- _Problem to work on_: From the entries below, pull out each line where "correct" appears.

Saved data entries
Segment Open

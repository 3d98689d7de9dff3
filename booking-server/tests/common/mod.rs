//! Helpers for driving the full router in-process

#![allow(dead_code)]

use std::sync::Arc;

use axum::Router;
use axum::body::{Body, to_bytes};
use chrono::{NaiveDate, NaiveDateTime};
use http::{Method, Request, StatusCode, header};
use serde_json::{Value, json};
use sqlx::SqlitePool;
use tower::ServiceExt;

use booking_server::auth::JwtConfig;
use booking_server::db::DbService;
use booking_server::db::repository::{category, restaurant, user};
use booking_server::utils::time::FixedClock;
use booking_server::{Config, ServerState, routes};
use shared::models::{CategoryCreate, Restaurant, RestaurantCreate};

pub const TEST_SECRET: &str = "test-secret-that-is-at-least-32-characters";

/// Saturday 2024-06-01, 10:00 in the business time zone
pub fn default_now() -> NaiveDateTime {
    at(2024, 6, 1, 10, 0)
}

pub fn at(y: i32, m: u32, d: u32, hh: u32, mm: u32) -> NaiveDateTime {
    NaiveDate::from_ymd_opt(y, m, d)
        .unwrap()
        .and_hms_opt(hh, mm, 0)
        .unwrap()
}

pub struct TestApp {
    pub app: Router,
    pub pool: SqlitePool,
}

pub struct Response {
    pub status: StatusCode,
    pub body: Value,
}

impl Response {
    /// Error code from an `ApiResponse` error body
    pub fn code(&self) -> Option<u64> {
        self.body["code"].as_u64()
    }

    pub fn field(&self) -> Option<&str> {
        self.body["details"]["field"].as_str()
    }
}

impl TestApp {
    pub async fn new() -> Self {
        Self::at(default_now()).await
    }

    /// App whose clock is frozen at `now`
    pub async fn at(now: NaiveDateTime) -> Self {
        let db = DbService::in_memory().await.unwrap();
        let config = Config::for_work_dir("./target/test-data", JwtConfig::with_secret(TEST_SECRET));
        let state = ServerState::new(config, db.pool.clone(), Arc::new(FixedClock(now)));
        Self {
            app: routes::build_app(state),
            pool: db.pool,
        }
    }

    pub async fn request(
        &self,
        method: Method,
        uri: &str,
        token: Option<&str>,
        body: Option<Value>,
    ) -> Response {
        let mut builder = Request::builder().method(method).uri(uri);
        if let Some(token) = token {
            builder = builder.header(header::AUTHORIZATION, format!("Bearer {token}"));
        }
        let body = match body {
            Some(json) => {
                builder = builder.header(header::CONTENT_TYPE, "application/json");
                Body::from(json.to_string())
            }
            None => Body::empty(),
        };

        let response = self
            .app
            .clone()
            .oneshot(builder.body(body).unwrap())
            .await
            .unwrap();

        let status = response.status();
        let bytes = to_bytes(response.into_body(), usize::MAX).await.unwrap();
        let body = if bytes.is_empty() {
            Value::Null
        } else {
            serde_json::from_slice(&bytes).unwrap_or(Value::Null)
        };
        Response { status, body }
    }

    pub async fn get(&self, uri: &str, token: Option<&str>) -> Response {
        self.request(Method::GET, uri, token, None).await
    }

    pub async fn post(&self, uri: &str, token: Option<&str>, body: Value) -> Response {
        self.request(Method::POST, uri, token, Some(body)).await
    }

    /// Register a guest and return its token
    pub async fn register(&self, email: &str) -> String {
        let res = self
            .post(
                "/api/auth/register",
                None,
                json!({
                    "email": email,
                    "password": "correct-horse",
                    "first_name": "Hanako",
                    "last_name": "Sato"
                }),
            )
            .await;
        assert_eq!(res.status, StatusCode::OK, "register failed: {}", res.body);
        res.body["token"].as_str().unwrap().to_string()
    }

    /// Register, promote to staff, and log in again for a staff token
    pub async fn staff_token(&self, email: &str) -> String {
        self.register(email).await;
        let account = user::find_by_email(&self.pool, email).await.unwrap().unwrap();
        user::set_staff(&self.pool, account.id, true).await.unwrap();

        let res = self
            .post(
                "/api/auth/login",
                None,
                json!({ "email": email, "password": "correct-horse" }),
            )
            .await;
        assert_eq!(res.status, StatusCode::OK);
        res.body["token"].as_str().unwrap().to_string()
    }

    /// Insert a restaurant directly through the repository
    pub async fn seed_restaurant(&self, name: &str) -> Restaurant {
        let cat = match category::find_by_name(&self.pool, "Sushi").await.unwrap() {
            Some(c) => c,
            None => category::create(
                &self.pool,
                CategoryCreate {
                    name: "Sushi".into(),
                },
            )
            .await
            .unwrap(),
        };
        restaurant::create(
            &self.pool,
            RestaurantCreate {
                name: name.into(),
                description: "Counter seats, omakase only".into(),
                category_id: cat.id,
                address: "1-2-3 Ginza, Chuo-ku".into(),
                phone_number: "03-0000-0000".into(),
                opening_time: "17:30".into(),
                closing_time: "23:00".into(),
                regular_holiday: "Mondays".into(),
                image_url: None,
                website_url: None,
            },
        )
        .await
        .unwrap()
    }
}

Segment Closed

- _Finished task_:
                    "password": "correct-horse",
                json!({ "email": email, "password": "correct-horse" }),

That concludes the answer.